Why Tesla’s Auto Pilot Can’t See a Stopped Firetruck - jv22222
https://www.wired.com/story/tesla-autopilot-why-crash-radar/
======
Animats
This is the _fourth time_ a Tesla on "autopilot" has crashed into something
partially blocking the left lane. The fire truck was, according to the Mercury
News, stopped partly in the breakdown lane at the left and partly in the left
lane.[1] Here's Tesla killing a driver in China with exactly that bug.[2] I've
posted two other videos of crashes like this before, one from Germany and one
from the US.

The Mobileye system just doesn't do well with obstacles on the sides. This was
well known years ago; you can see Mobileye's videos with boxes around cars it
recognizes. This is why you have to do self-driving as geometry first - if
there's something there, you can't hit it, even if you can't identify it.
LIDAR-based systems map everything out there. Understanding is optional. When
in doubt, don't hit it.

It's no good expecting the driver to take over. The driver can reasonably
expect the system to react to a clearly visible obstacle, but doesn't know
whether it will steer around it or stop. By the time the system has failed to
react, much of the driver's reaction time has been used up.

Tesla's system as shipping is apparently too dumb to steer around an obstacle.
It's just lane-following and auto-brake. They don't mention that much.

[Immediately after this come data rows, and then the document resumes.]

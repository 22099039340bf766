// Copyright (c) The nextest Contributors
// SPDX-License-Identifier: MIT OR Apache-2.0

use crate::output::{NO_HEADING_TARGET, StderrStyles};
use owo_colors::OwoColorize;
use rebaseline_engine::errors::{
    CollaboratorError, ConfigParseError, ExecutorError, RunError,
};
use rebaseline_metadata::RebaselineExitCode;
use std::{error::Error, string::FromUtf8Error};
use thiserror::Error;
use tracing::error;

pub(crate) type Result<T, E = ExpectedError> = std::result::Result<T, E>;

// The #[error()] strings are placeholder messages: errors are meant to be printed with
// display_to_stderr, which colorizes them.

/// An error that rebaseline-cl knows how to report.
#[derive(Debug, Error)]
#[doc(hidden)]
pub enum ExpectedError {
    #[error("could not determine current directory")]
    CurrentDirFailed {
        #[source]
        err: std::io::Error,
    },
    #[error("git rev-parse exec failed")]
    RepoRootExecFailed {
        command: String,
        #[source]
        err: std::io::Error,
    },
    #[error("git rev-parse failed")]
    RepoRootFailed { command: String },
    #[error("repository root is not valid UTF-8")]
    RepoRootInvalidUtf8 {
        #[source]
        err: FromUtf8Error,
    },
    #[error("config parse error")]
    ConfigParseError {
        #[from]
        err: ConfigParseError,
    },
    #[error("collaborator error")]
    CollaboratorError {
        #[source]
        err: CollaboratorError,
    },
    #[error("executor error")]
    ExecutorError {
        #[source]
        err: ExecutorError,
    },
}

impl ExpectedError {
    pub(crate) fn repo_root_exec_failed(command: &[&str], err: std::io::Error) -> Self {
        Self::RepoRootExecFailed {
            command: shell_words::join(command),
            err,
        }
    }

    pub(crate) fn repo_root_failed(command: &[&str]) -> Self {
        Self::RepoRootFailed {
            command: shell_words::join(command),
        }
    }

    /// Returns the exit code for the process.
    pub fn process_exit_code(&self) -> i32 {
        match self {
            Self::CurrentDirFailed { .. }
            | Self::RepoRootExecFailed { .. }
            | Self::RepoRootFailed { .. }
            | Self::RepoRootInvalidUtf8 { .. }
            | Self::ConfigParseError { .. }
            | Self::CollaboratorError { .. } => RebaselineExitCode::SETUP_ERROR,
            Self::ExecutorError {
                err: ExecutorError::WriteOutput(_),
            } => RebaselineExitCode::WRITE_OUTPUT_ERROR,
            Self::ExecutorError { .. } => RebaselineExitCode::EXECUTOR_FAILED,
        }
    }

    /// Displays this error to stderr.
    pub fn display_to_stderr(&self, styles: &StderrStyles) {
        let mut next_error = match &self {
            Self::CurrentDirFailed { err } => {
                error!("could not determine current directory");
                Some(err as &dyn Error)
            }
            Self::RepoRootExecFailed { command, err } => {
                error!("failed to execute `{}`", command.style(styles.bold));
                Some(err as &dyn Error)
            }
            Self::RepoRootFailed { command } => {
                error!(
                    "command `{}` failed (rebaseline-cl must be run inside a git checkout)",
                    command.style(styles.bold)
                );
                None
            }
            Self::RepoRootInvalidUtf8 { err } => {
                error!("repository root is not valid UTF-8");
                Some(err as &dyn Error)
            }
            Self::ConfigParseError { err } => {
                error!(
                    "failed to parse rebaseline config at `{}`",
                    err.config_file().style(styles.bold)
                );
                Some(err.kind() as &dyn Error)
            }
            Self::CollaboratorError { err } => {
                // The first line already names the command that failed.
                error!("{err}");
                err.source()
            }
            Self::ExecutorError { err } => {
                error!("{err}");
                err.source()
            }
        };

        while let Some(err) = next_error {
            error!(target: NO_HEADING_TARGET, "\nCaused by:\n  {}", err);
            next_error = err.source();
        }
    }
}

impl From<RunError> for ExpectedError {
    fn from(err: RunError) -> Self {
        match err {
            RunError::Collaborator(err) => Self::CollaboratorError { err },
            RunError::Executor(err) => Self::ExecutorError { err },
        }
    }
}
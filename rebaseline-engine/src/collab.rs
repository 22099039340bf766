// Copyright (c) The nextest Contributors
// SPDX-License-Identifier: MIT OR Apache-2.0

//! Interfaces to the systems a rebaseline run talks to.
//!
//! Each collaborator is a trait so that the orchestrator can be driven by in-memory fakes in
//! tests. Production implementations live in [`git`](crate::git),
//! [`results_archive`](crate::results_archive), [`config`](crate::config) and
//! [`executor`](crate::executor).

use crate::{
    build::{Build, Platform},
    errors::{CollaboratorError, ExecutorError},
    report::TestResultReport,
};
use rebaseline_metadata::WorkOrderSummary;
use std::collections::BTreeSet;

/// Version control state for the change being rebaselined.
pub trait ChangeSource {
    /// Returns the code review issue number for the current branch, or `None` if there isn't one.
    fn current_change_id(&self) -> Result<Option<u64>, CollaboratorError>;

    /// Returns the paths of files changed by the current change, relative to the repository root
    /// and `/`-separated.
    ///
    /// `diff_filter` selects the kinds of change to report, in `git diff --diff-filter` syntax
    /// (for example `"AM"` for added and modified files).
    fn changed_file_paths(&self, diff_filter: &str) -> Result<Vec<String>, CollaboratorError>;

    /// Returns the paths of files with unstaged changes (including untracked files), relative to
    /// the repository root.
    fn unstaged_files(&self) -> Result<Vec<String>, CollaboratorError>;
}

/// The try server that runs builds for the current change.
pub trait BuildSource {
    /// Returns the latest build for each of the given builders that has one.
    ///
    /// Builders without any build are absent from the result.
    fn latest_builds(&self, builders: &BTreeSet<String>) -> Result<Vec<Build>, CollaboratorError>;

    /// Schedules try jobs on the given builders.
    fn trigger_builds(&self, builders: &BTreeSet<String>) -> Result<(), CollaboratorError>;
}

/// The archive that finished try jobs upload their results to.
///
/// Fetch failures are never errors: they are reported as `None`.
pub trait ResultsSource {
    /// Returns the base URL of the results for a finished build.
    fn results_url(&self, builder_name: &str, build_number: u64) -> String;

    /// Fetches the test result report for a build.
    fn fetch_results(&self, build: &Build) -> Option<TestResultReport>;

    /// Fetches the raw retry summary for a build.
    fn fetch_retry_summary(&self, build: &Build) -> Option<String>;
}

/// The set of builders a project runs try jobs on, and the platform each one produces results
/// for.
pub trait PlatformRegistry {
    /// Returns the names of all try builders.
    fn all_supported_builders(&self) -> BTreeSet<String>;

    /// Returns the platform the given builder produces results for.
    fn platform_for_builder(&self, builder_name: &str) -> Platform;

    /// Returns the platforms of all try builders.
    fn all_platforms(&self) -> BTreeSet<Platform> {
        self.all_supported_builders()
            .iter()
            .map(|builder| self.platform_for_builder(builder))
            .collect()
    }
}

/// Downloads the baselines described by a work order and writes them to disk.
pub trait RebaselineExecutor {
    /// Carries out the work order.
    fn rebaseline(&self, work_order: &WorkOrderSummary) -> Result<(), ExecutorError>;
}
// Copyright (c) The nextest Contributors
// SPDX-License-Identifier: MIT OR Apache-2.0

#![warn(missing_docs)]

//! Documented exit codes and JSON formats for `rebaseline-cl`.
//!
//! This crate describes the documents `rebaseline-cl` consumes (layout test result tries, retry
//! summaries, try-job listings) and the work order it hands to downstream tools.

mod exit_codes;
mod results;
mod try_jobs;
mod work_order;

pub use exit_codes::*;
pub use results::*;
pub use try_jobs::*;
pub use work_order::*;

[1] [https://www.mercurynews.com/2018/01/22/tesla-on-autopilot-
sl...](https://www.mercurynews.com/2018/01/22/tesla-on-autopilot-slams-into-
parked-fire-truck-on-freeway/) [2]
[https://www.youtube.com/watch?v=fc0yYJ8-Dyo](https://www.youtube.com/watch?v=fc0yYJ8-Dyo)

------
hawktheslayer
This a a really useful article for me to read since I have a car with adaptive
cruise control and have only slowly learn to trust and rely upon it for my
daily commute. Now I will be searching for my owners manual and actually
reading the thing.

------
waynecochran
That's a situation that is practically impossible to solve. You are following
a car at 60 mph, but there is a car in front of it at a dead stop -- the car
in front swerves out of the way at the last second -- no time to react. BOOM.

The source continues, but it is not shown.